Quick answer

The EU AI Act sorts AI systems into four tiers: unacceptable risk (banned practices), high risk (strict requirements for uses such as hiring and credit), limited risk (transparency duties for chatbots and synthetic content), and minimal risk (no new obligations). General-purpose AI models sit in a separate parallel regime.
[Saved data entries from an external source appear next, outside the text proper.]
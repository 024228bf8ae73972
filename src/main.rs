use clap::Parser;
use flowly_backend::adapters::{
    FirebaseIdentityGateway, FirestoreProfileStore, InMemoryIdentityGateway, InMemoryProfileStore,
};
use flowly_backend::domain::ports::{IdentityGateway, ProfileStore};
use flowly_backend::utils::{logger, validation::Validate};
use flowly_backend::{AccountEngine, Backend, CliConfig, HttpServer, ServiceConfig};
use std::sync::Arc;

#[tokio::main]
async fn main() -> anyhow::Result<()> {
    let cli = CliConfig::parse();

    // 載入設定並套用命令列覆蓋
    let config = match cli.load() {
        Ok(config) => config,
        Err(e) => {
            eprintln!("❌ Failed to load configuration: {}", e);
            eprintln!("💡 Make sure the file exists and is valid TOML format");
            std::process::exit(1);
        }
    };

    // 初始化日誌
    if config.json_logs() {
        logger::init_json_logger(config.log_level());
    } else {
        logger::init_cli_logger(config.log_level());
    }

    tracing::info!("Starting flowly-backend");
    tracing::debug!("Service config: {:?}", config);

    if let Err(e) = config.validate() {
        tracing::error!("❌ Configuration validation failed: {}", e);
        eprintln!("❌ {}", e);
        std::process::exit(1);
    }

    let engine = build_engine(&config)?;
    let server = HttpServer::bind(config.bind_addr()?, engine).await?;

    server
        .serve(async {
            if let Err(e) = tokio::signal::ctrl_c().await {
                tracing::error!("Failed to listen for shutdown signal: {}", e);
            }
        })
        .await?;

    tracing::info!("✅ Server stopped");
    Ok(())
}

/// 依 backend 建立外部 client，生命週期由 main 持有
fn build_engine(config: &ServiceConfig) -> anyhow::Result<AccountEngine> {
    let identity: Arc<dyn IdentityGateway>;
    let store: Arc<dyn ProfileStore>;

    match config.server.backend {
        Backend::Memory => {
            tracing::warn!("🔧 Using in-memory backend, data is lost on restart");
            identity = Arc::new(InMemoryIdentityGateway::new());
            store = Arc::new(InMemoryProfileStore::new());
        }
        Backend::Firebase => {
            let store_config = config.store_config()?.clone();
            tracing::info!(
                "🔥 Using Firebase backend (project: {})",
                store_config.project_id
            );
            identity = Arc::new(FirebaseIdentityGateway::new(
                config.identity_config()?.clone(),
            ));
            store = Arc::new(FirestoreProfileStore::new(store_config));
        }
    }

    Ok(AccountEngine::new(identity, store))
}
use thiserror::Error;

#[derive(Error, Debug)]
pub enum ServiceError {
    #[error("{message}")]
    ValidationError { message: String },

    #[error("{message}")]
    IdentityError { message: String },

    #[error("{message}")]
    NotFoundError { message: String },

    #[error("{message}")]
    StoreError { message: String },

    #[error("API request failed: {0}")]
    ApiError(#[from] reqwest::Error),

    #[error("Serialization error: {0}")]
    SerializationError(#[from] serde_json::Error),

    #[error("IO error: {0}")]
    IoError(#[from] std::io::Error),

    #[error("Configuration error: {message}")]
    ConfigError { message: String },

    #[error("Invalid value for '{field}' ({value}): {reason}")]
    InvalidConfigValueError {
        field: String,
        value: String,
        reason: String,
    },
}

impl ServiceError {
    pub fn validation(message: impl Into<String>) -> Self {
        Self::ValidationError {
            message: message.into(),
        }
    }

    pub fn identity(message: impl Into<String>) -> Self {
        Self::IdentityError {
            message: message.into(),
        }
    }

    pub fn store(message: impl Into<String>) -> Self {
        Self::StoreError {
            message: message.into(),
        }
    }

    /// 使用者不存在時的統一訊息
    pub fn user_not_found(user_id: &str) -> Self {
        Self::NotFoundError {
            message: format!("El usuario con ID {} no fue encontrado.", user_id),
        }
    }

    /// 對應的 HTTP 狀態碼
    pub fn status_code(&self) -> u16 {
        match self {
            Self::NotFoundError { .. } => 404,
            Self::ValidationError { .. }
            | Self::IdentityError { .. }
            | Self::StoreError { .. }
            | Self::ApiError(_)
            | Self::SerializationError(_) => 400,
            Self::IoError(_) | Self::ConfigError { .. } | Self::InvalidConfigValueError { .. } => {
                500
            }
        }
    }
}

pub type Result<T> = std::result::Result<T, ServiceError>;

#[cfg(test)]
mod tests {
    use super::*;

    #[test]
    fn test_status_codes_per_kind() {
        assert_eq!(ServiceError::validation("x").status_code(), 400);
        assert_eq!(ServiceError::identity("EMAIL_EXISTS").status_code(), 400);
        assert_eq!(ServiceError::store("boom").status_code(), 400);
        assert_eq!(ServiceError::user_not_found("abc").status_code(), 404);
        assert_eq!(
            ServiceError::ConfigError {
                message: "x".to_string()
            }
            .status_code(),
            500
        );
    }

    #[test]
    fn test_identity_message_is_verbatim() {
        let err = ServiceError::identity("EMAIL_EXISTS");
        assert_eq!(err.to_string(), "EMAIL_EXISTS");
    }

    #[test]
    fn test_not_found_message_names_user() {
        let err = ServiceError::user_not_found("abc12345");
        assert_eq!(
            err.to_string(),
            "El usuario con ID abc12345 no fue encontrado."
        );
    }
}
Updated June 2026 · MmowW AI Compliance

EU AI Act Risk Categories Explained: The Four Tiers and GPAI Layer

How Do the EU AI Act Risk Categories Work

The architecture of Regulation (EU) 2024/1689 is a pyramid. At the top sits a short list of AI practices considered incompatible with EU values, which are banned. Below that sits a defined set of high-risk uses, where AI is permitted but tightly conditioned. Next comes a transparency band for AI that interacts with people or produces content. The wide base of the pyramid is minimal risk, where the Act imposes no new requirements. Alongside the pyramid, because they can feed systems at any level, general-purpose AI models have their own chapter of obligations. Classification is not a one-time label on a company; it attaches to each AI system based on its intended purpose and context of use, which is why the same underlying technology can sit in different tiers in different products.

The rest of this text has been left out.